As I See It: Al and Me

Published: December 7, 2009

by Victor Rozek

Twice I've traveled to Portland, Oregon, to see Al Gore and twice I've been punked. The first time was 16 years ago when he and Bill Clinton presided over the Northwest Forest Summit. The conference was organized because environmentalists were successfully blocking timber sales in court. The Forest Service had been repeatedly found guilty of what one federal judge called "systematic and deliberate" violations of law. The fact that the agency was peppered with former timber industry executives probably didn't help its cause. Now, the two highest elected officials in the land were in Portland to hammer out a plan that would placate Greens, cut more trees, and be immune from that annoying rule of law thing.

Like many political events, this one promised hope but only produced a cut-the-baby-in-half solution that ultimately pleased no one, and certainly did little to save the dwindling old growth--a cautionary tale that compromise and nature don't mix. We of the non-mainstream media were not allowed to breathe rarefied presidential air, and were herded into the bowels of the building where we watched the proceedings on closed-circuit TV.

Sixteen years later, redemption. Or so I thought. Al Gore was giving the keynote address at this year's Supercomputing Conference. Over 10,000 nerds from 71 countries were gathering to compare circuit boards; pale men strutting their wares, secure in the knowledge that smaller is better.

Acres of whiz-bang technology was on display, products of the finest technological minds on the planet. To paraphrase Jack Kennedy, it was one of the greatest gatherings of human intelligence in the history of mankind, with the possible exception of when Seymour Cray dined alone.

There were technical workshops, eye-glazing tutorials, and studious technical papers presented by serious people who had obviously limited their lifetime intake of drugs and alcohol. Application Supercomputing and the Many-Core Paradigm Shift; A Hands-on Introduction to OpenMP; Open Source Stack for Cloud Computing; and the ever popular Petascale Data Storage Workshop. In the Kingdom of the Terminally Serious, even a man with the reputation of the stiff and somber Mr. Gore had to be more entertaining.

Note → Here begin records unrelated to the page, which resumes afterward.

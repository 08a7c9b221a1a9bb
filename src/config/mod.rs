//! Configuration types for decoding, rendering and redaction defaults.

use std::path::Path;

use serde::{Deserialize, Serialize};

use crate::error::{BlackoutError, Result};

/// VOI rendering function used to map real-world values to display gray levels.
#[derive(Debug, Clone, Copy, PartialEq, Eq, Serialize, Deserialize, Default)]
#[serde(rename_all = "kebab-case")]
pub enum VoiFunction {
    /// DICOM PS3.3 C.11.2.1.2 linear function, with the -0.5 / -1 offsets.
    #[default]
    LinearDicom,
    /// Plain linear ramp from `center - width/2` to `center + width/2`.
    LinearExact,
    /// DICOM SIGMOID function.
    Logistic,
}

/// Channel layout of a rendered grayscale raster.
#[derive(Debug, Clone, Copy, PartialEq, Eq, Serialize, Deserialize, Default)]
#[serde(rename_all = "kebab-case")]
pub enum ColorMode {
    /// One byte per pixel.
    #[default]
    Gray,
    /// Gray level replicated into interleaved RGB.
    Rgb,
}

/// Settings for frame sources backed by memory-mapped files.
#[derive(Debug, Clone, Serialize, Deserialize)]
#[serde(default)]
pub struct DecoderConfig {
    /// Number of attempts made to map a file region before giving up.
    pub memory_mapper_number_of_retries: u32,
    /// Pause between two mapping attempts, in milliseconds.
    pub memory_mapper_retry_delay_ms: u64,
}

impl Default for DecoderConfig {
    fn default() -> Self {
        Self {
            memory_mapper_number_of_retries: 3,
            memory_mapper_retry_delay_ms: 50,
        }
    }
}

/// Defaults applied to render requests that do not override them.
#[derive(Debug, Clone, Default, Serialize, Deserialize)]
#[serde(default)]
pub struct RenderDefaults {
    /// VOI function.
    pub function: VoiFunction,
    /// Output channel layout for grayscale images.
    pub color_mode: ColorMode,
}

/// Defaults applied to redaction requests.
#[derive(Debug, Clone, Default, Serialize, Deserialize)]
#[serde(default)]
pub struct RedactionDefaults {
    /// Draw overlay planes into the pixel data before blacking out regions.
    pub burn_in_overlays: bool,
    /// Use the pixel padding value as background when one is declared.
    pub use_padding_as_background: bool,
    /// Fixed background value, wins over every other policy.
    pub explicit_background: Option<i32>,
}

/// Top-level configuration file.
#[derive(Debug, Clone, Default, Serialize, Deserialize)]
#[serde(default)]
pub struct BlackoutConfig {
    /// Decoder settings.
    pub decoder: DecoderConfig,
    /// Rendering defaults.
    pub render: RenderDefaults,
    /// Redaction defaults.
    pub redaction: RedactionDefaults,
    /// Worker threads for the CLI (defaults to the number of CPUs).
    pub threads: Option<usize>,
}

impl BlackoutConfig {
    /// Parse a configuration from TOML text.
    pub fn from_toml_str(text: &str) -> Result<Self> {
        let config: BlackoutConfig = toml::from_str(text)?;
        config.validate()?;
        Ok(config)
    }

    /// Load a configuration file.
    pub fn load<P: AsRef<Path>>(path: P) -> Result<Self> {
        let text = std::fs::read_to_string(path.as_ref())?;
        log::debug!("Loaded configuration from {}", path.as_ref().display());
        Self::from_toml_str(&text)
    }

    /// Check values that serde cannot constrain.
    pub fn validate(&self) -> Result<()> {
        if self.decoder.memory_mapper_number_of_retries == 0 {
            return Err(BlackoutError::Config(
                "memory_mapper_number_of_retries must be at least 1".into(),
            ));
        }
        if self.threads == Some(0) {
            return Err(BlackoutError::Config("threads must be at least 1".into()));
        }
        Ok(())
    }

    /// Number of worker threads to use.
    pub fn thread_count(&self) -> usize {
        self.threads.unwrap_or_else(num_cpus::get)
    }
}

/// Transfer syntax UIDs for DICOM.
pub mod transfer_syntax {
    /// Implicit VR Little Endian (uncompressed)
    pub const IMPLICIT_VR_LITTLE_ENDIAN: &str = "1.2.840.10008.1.2";
    /// Explicit VR Little Endian (uncompressed)
    pub const EXPLICIT_VR_LITTLE_ENDIAN: &str = "1.2.840.10008.1.2.1";
    /// Deflated Explicit VR Little Endian
    pub const DEFLATED_EXPLICIT_VR_LITTLE_ENDIAN: &str = "1.2.840.10008.1.2.1.99";
    /// Explicit VR Big Endian (retired)
    pub const EXPLICIT_VR_BIG_ENDIAN: &str = "1.2.840.10008.1.2.2";
    /// JPEG Baseline (Process 1), the only form the block redaction path accepts
    pub const JPEG_BASELINE: &str = "1.2.840.10008.1.2.4.50";
    /// JPEG Extended (Process 2 & 4)
    pub const JPEG_EXTENDED: &str = "1.2.840.10008.1.2.4.51";
    /// JPEG Lossless SV1
    pub const JPEG_LOSSLESS_SV1: &str = "1.2.840.10008.1.2.4.70";

    /// Strip the NUL/space padding DICOM leaves on UI values.
    pub fn normalize(uid: &str) -> &str {
        uid.trim_end_matches(['\0', ' '])
    }

    /// Whether pixel data in this transfer syntax is stored natively in
    /// little endian order. Big endian native data is not decoded.
    pub fn is_native(uid: &str) -> bool {
        matches!(
            normalize(uid),
            IMPLICIT_VR_LITTLE_ENDIAN | EXPLICIT_VR_LITTLE_ENDIAN | DEFLATED_EXPLICIT_VR_LITTLE_ENDIAN
        )
    }
}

And he was. Introducing himself as a "recovering politician," Gore was self-effacing, erudite, and entertaining; and I would have loved to have seen him in person. But once again, we of the petite media were herded below ground to a space that served as the media room, where we were graciously allowed to follow the proceedings on a flat screen TV.

But there were compensations. I may have been forced to swallow my pride, but I washed it down with some pretty good coffee, and stuffed down my rancor with a plate of fruit and fresh pastries. Take that, Al.

Gore, however, didn't seem the least bit envious. He began with some obligatory humor, (a woman seeing him in a restaurant told him that if he'd only dye his hair black, he'd look exactly like Al Gore), and then touched on a variety of subjects (politics, economics, technology), before getting to his new raison d'etre, saving the planet from its inhabitants.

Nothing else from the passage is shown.